Stored items
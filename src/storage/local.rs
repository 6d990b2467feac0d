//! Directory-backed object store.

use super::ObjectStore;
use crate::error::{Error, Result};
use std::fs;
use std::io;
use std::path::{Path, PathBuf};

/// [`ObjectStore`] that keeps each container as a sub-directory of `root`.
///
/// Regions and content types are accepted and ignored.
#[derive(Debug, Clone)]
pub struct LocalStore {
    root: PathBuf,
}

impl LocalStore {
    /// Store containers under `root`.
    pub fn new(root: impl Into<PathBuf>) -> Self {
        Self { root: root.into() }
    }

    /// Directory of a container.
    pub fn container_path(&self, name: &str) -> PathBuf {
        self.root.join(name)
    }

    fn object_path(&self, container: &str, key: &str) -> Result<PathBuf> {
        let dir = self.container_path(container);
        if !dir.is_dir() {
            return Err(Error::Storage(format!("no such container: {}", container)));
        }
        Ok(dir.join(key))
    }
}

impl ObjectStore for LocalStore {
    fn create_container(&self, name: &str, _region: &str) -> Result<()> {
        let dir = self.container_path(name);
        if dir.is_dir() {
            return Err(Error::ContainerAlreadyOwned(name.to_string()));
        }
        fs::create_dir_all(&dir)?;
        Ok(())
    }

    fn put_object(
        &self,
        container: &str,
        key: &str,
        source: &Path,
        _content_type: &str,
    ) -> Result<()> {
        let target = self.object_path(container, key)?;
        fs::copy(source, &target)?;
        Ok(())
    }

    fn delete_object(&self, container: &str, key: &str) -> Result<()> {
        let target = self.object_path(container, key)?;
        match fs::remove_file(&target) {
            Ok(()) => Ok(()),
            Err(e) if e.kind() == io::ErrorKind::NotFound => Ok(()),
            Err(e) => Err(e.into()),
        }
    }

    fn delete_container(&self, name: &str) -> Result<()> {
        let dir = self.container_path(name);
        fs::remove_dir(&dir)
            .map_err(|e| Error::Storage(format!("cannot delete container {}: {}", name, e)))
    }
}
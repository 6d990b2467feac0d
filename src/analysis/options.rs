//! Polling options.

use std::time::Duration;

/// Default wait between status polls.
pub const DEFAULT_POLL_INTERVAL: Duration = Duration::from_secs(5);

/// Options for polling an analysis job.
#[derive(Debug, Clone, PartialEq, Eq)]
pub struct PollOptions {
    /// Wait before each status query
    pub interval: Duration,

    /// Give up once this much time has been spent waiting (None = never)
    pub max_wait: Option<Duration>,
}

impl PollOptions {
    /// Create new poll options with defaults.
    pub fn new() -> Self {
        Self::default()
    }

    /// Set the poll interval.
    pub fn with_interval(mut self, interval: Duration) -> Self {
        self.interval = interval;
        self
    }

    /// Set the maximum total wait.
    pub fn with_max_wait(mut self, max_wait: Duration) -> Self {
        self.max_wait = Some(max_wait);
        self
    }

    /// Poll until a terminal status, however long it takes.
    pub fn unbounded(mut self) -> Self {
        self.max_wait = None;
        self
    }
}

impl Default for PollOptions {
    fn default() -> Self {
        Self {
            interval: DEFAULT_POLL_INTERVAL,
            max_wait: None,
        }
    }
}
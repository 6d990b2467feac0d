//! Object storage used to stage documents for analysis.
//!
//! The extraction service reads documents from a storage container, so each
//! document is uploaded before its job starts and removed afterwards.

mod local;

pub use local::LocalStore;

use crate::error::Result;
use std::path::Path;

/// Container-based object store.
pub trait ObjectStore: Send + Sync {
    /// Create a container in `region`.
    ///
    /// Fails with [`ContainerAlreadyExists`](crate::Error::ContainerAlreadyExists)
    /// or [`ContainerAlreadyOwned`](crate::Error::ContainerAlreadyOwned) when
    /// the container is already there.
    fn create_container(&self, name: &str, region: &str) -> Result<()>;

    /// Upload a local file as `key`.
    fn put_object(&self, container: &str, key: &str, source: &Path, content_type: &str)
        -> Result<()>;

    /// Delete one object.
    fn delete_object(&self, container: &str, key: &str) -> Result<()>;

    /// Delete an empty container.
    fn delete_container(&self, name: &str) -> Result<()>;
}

Exercise objective:
Copy out only the lines above from the one with "pub fn with_max_wait(mut" to the one with "Upload a local", inclusive, exactly as they stand.

Answer box:
    pub fn with_max_wait(mut self, max_wait: Duration) -> Self {
        self.max_wait = Some(max_wait);
        self
    }

    /// Poll until a terminal status, however long it takes.
    pub fn unbounded(mut self) -> Self {
        self.max_wait = None;
        self
    }
}

impl Default for PollOptions {
    fn default() -> Self {
        Self {
            interval: DEFAULT_POLL_INTERVAL,
            max_wait: None,
        }
    }
}
repository 6d990b2467feac0d
//! Object storage used to stage documents for analysis.
//!
//! The extraction service reads documents from a storage container, so each
//! document is uploaded before its job starts and removed afterwards.

mod local;

pub use local::LocalStore;

use crate::error::Result;
use std::path::Path;

/// Container-based object store.
pub trait ObjectStore: Send + Sync {
    /// Create a container in `region`.
    ///
    /// Fails with [`ContainerAlreadyExists`](crate::Error::ContainerAlreadyExists)
    /// or [`ContainerAlreadyOwned`](crate::Error::ContainerAlreadyOwned) when
    /// the container is already there.
    fn create_container(&self, name: &str, region: &str) -> Result<()>;

    /// Upload a local file as `key`.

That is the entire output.